▸ **WORK TO COMPLETE**: Set down exactly the entries below, beginning at their first line and ending at the line with "in arrival order.".

[Collected data entries]
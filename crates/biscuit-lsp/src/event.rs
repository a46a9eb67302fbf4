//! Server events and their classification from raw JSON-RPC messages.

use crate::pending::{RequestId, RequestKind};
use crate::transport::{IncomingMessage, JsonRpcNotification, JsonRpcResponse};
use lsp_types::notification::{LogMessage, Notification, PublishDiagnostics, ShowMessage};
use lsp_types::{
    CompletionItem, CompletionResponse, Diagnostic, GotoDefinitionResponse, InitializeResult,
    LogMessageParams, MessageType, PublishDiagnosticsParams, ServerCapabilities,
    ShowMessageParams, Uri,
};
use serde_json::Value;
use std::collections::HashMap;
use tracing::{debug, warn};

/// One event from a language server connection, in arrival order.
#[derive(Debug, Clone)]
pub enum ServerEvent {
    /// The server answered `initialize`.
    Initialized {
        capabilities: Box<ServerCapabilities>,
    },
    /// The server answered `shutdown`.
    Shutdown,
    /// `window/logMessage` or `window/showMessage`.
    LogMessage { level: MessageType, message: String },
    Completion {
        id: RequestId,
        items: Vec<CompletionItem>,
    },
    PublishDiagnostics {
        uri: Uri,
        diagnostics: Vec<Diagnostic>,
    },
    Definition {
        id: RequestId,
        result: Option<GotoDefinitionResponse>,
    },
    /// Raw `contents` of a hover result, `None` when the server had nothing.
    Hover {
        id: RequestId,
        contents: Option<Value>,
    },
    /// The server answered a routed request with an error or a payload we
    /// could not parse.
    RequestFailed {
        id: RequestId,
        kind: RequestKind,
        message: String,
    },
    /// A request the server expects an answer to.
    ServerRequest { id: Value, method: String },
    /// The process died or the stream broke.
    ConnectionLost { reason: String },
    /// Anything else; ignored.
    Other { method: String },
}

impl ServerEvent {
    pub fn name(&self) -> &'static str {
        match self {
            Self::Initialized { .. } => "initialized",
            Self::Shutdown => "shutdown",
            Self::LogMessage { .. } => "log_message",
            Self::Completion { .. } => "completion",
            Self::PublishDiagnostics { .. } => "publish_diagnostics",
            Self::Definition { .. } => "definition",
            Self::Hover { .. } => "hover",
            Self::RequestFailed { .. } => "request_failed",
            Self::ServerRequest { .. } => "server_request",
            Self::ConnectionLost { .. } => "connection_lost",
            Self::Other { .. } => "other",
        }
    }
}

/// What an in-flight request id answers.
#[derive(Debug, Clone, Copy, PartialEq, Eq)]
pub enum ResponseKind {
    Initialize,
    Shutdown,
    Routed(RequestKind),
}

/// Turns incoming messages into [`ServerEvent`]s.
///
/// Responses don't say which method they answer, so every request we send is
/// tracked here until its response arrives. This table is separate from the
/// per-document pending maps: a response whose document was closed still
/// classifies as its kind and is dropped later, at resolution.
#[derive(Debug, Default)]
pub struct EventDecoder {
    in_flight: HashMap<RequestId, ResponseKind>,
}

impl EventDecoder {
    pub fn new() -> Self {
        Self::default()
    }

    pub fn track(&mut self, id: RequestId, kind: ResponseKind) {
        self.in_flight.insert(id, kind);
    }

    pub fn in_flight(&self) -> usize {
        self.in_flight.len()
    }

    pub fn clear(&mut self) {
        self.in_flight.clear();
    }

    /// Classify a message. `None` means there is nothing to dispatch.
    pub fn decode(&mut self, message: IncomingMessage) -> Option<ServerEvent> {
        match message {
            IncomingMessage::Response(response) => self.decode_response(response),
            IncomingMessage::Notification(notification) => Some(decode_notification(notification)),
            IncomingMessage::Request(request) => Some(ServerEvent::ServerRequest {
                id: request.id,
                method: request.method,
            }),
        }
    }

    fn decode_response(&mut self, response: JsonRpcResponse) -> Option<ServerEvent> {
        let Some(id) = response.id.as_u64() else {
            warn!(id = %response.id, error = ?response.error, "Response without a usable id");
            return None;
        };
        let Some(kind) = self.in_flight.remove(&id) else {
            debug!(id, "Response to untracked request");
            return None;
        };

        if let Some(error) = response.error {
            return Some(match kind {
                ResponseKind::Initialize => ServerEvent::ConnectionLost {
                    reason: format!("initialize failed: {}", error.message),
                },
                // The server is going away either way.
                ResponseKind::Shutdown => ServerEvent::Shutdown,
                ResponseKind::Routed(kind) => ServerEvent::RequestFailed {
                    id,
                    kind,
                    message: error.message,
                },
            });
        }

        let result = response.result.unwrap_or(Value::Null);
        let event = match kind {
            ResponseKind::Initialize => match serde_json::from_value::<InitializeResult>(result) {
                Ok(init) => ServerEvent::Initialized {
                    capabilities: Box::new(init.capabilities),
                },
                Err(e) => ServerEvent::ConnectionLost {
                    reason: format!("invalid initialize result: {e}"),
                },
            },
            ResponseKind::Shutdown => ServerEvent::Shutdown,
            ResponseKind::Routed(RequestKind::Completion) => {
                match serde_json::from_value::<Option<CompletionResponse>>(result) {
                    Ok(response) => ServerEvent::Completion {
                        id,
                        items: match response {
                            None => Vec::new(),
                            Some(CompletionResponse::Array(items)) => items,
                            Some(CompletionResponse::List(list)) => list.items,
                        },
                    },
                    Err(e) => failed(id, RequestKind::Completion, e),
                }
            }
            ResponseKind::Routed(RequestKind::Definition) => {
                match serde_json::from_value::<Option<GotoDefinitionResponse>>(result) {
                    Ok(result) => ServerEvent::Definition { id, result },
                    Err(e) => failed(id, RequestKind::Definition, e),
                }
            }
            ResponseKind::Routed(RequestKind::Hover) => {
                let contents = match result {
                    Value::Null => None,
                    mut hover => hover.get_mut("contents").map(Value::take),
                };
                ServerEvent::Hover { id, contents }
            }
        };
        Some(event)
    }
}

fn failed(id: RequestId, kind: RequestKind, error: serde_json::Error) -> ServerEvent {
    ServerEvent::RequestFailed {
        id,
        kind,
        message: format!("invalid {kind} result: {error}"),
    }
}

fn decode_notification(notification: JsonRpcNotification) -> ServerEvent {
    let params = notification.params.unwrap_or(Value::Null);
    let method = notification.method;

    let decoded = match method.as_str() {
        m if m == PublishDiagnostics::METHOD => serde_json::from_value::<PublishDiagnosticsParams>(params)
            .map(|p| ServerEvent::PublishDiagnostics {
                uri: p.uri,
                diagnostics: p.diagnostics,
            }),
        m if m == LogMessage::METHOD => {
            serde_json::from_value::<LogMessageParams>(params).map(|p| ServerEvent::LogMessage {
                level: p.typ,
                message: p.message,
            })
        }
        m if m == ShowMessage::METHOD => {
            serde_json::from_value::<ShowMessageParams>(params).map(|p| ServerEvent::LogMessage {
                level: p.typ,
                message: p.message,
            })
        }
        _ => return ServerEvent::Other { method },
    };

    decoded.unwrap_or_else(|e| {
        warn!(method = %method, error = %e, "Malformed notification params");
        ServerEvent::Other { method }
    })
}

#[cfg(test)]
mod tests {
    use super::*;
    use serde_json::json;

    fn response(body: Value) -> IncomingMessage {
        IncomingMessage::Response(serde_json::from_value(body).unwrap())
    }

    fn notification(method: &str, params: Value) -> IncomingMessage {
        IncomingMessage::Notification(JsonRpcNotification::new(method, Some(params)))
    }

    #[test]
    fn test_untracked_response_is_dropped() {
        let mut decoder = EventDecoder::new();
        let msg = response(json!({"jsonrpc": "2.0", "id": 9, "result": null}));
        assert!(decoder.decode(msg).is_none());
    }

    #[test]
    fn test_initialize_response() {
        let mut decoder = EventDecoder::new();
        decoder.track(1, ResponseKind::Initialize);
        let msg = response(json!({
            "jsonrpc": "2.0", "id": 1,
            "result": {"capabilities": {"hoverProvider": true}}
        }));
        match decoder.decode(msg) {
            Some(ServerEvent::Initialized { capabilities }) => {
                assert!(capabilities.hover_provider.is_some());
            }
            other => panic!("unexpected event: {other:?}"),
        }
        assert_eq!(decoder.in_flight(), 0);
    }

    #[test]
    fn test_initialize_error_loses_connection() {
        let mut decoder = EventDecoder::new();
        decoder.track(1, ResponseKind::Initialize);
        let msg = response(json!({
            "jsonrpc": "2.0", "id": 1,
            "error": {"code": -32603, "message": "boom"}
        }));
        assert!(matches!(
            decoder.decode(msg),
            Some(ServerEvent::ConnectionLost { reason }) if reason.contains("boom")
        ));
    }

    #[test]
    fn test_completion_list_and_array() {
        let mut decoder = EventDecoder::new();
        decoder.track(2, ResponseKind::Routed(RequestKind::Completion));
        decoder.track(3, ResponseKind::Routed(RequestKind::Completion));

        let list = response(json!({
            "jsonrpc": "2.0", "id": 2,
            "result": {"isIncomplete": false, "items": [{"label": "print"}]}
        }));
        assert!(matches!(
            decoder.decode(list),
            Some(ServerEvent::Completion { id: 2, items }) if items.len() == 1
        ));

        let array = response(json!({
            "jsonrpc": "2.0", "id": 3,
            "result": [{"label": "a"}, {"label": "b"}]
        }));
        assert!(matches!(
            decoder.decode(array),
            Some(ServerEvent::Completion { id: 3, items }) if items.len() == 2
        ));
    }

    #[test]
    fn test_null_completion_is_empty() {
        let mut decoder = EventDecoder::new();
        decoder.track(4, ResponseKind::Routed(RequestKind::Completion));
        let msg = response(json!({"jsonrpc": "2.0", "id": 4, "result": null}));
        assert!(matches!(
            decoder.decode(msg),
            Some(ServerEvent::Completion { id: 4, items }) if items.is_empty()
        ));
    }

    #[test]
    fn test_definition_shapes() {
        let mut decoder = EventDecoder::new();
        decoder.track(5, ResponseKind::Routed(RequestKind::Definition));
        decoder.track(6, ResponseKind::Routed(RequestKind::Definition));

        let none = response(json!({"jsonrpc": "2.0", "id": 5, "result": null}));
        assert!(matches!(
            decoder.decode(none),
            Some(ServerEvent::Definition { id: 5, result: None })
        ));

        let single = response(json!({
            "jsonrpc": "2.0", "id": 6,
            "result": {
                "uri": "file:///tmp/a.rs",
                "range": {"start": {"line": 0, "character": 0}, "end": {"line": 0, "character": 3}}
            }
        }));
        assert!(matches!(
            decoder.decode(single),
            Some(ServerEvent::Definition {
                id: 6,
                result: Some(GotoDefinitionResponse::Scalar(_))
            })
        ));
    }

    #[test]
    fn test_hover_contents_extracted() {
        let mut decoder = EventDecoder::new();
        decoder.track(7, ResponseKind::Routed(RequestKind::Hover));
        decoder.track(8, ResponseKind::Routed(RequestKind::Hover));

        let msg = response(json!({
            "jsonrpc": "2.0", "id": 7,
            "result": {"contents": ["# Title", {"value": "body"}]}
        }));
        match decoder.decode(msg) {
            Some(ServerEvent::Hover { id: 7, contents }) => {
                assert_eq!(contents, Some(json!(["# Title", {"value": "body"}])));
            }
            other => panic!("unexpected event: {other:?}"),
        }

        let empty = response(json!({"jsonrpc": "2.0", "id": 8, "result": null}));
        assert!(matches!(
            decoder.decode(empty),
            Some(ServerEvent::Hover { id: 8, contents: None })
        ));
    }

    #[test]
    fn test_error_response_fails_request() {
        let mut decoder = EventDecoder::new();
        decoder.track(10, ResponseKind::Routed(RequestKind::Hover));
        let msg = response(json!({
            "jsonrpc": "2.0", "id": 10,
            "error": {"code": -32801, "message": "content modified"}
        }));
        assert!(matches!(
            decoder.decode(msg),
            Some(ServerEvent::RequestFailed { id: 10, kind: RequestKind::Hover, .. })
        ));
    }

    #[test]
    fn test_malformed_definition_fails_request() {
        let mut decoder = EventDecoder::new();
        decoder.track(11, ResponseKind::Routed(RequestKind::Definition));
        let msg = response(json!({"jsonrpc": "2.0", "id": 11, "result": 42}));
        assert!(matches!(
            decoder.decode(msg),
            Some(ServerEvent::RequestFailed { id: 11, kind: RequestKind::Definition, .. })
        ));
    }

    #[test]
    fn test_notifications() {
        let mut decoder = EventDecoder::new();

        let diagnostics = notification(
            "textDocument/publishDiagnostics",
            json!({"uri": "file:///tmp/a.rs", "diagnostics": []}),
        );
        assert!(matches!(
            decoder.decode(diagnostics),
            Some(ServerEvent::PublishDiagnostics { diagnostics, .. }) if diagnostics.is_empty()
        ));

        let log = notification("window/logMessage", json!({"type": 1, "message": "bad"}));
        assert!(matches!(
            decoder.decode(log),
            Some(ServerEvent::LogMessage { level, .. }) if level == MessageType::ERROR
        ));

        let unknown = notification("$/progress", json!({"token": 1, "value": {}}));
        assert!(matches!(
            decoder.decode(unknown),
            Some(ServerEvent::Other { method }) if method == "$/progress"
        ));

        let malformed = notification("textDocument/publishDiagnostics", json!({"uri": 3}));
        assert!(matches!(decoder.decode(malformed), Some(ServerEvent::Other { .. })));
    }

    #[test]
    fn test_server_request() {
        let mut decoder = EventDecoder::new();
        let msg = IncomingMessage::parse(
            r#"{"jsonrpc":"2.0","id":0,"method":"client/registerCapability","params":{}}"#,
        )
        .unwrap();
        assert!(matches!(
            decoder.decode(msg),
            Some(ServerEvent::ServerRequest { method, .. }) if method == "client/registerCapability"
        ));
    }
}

▸ **TASK ANSWER**:
filename crates/biscuit-lsp/src/event.rs
repository a46a9eb67302fbf4
//! Server events and their classification from raw JSON-RPC messages.

use crate::pending::{RequestId, RequestKind};
use crate::transport::{IncomingMessage, JsonRpcNotification, JsonRpcResponse};
use lsp_types::notification::{LogMessage, Notification, PublishDiagnostics, ShowMessage};
use lsp_types::{
    CompletionItem, CompletionResponse, Diagnostic, GotoDefinitionResponse, InitializeResult,
    LogMessageParams, MessageType, PublishDiagnosticsParams, ServerCapabilities,
    ShowMessageParams, Uri,
};
use serde_json::Value;
use std::collections::HashMap;
use tracing::{debug, warn};

/// One event from a language server connection, in arrival order.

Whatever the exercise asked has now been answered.